*What to work on*
Repeat the entries below exactly. Begin with the first line and end with the line that contains "pub mod pipeline;".

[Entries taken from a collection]
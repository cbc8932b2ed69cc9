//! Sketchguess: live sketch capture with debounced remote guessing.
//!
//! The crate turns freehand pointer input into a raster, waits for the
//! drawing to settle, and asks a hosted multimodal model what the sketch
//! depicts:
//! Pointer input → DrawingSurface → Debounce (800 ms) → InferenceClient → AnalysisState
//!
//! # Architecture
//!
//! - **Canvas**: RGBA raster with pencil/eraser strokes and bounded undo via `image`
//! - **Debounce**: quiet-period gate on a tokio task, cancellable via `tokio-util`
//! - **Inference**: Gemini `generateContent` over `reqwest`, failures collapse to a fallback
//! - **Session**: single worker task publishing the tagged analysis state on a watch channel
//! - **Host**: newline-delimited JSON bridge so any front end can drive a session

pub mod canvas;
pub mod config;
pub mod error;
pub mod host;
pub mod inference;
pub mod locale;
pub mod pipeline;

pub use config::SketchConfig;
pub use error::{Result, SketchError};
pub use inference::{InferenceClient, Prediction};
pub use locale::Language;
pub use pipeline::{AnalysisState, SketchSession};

*Solved exercise*
repository cbc8932b2ed69cc9
//! Sketchguess: live sketch capture with debounced remote guessing.
//!
//! The crate turns freehand pointer input into a raster, waits for the
//! drawing to settle, and asks a hosted multimodal model what the sketch
//! depicts:
//! Pointer input → DrawingSurface → Debounce (800 ms) → InferenceClient → AnalysisState
//!
//! # Architecture
//!
//! - **Canvas**: RGBA raster with pencil/eraser strokes and bounded undo via `image`
//! - **Debounce**: quiet-period gate on a tokio task, cancellable via `tokio-util`
//! - **Inference**: Gemini `generateContent` over `reqwest`, failures collapse to a fallback
//! - **Session**: single worker task publishing the tagged analysis state on a watch channel
//! - **Host**: newline-delimited JSON bridge so any front end can drive a session

pub mod canvas;
pub mod config;
pub mod error;
pub mod host;
pub mod inference;
pub mod locale;
pub mod pipeline;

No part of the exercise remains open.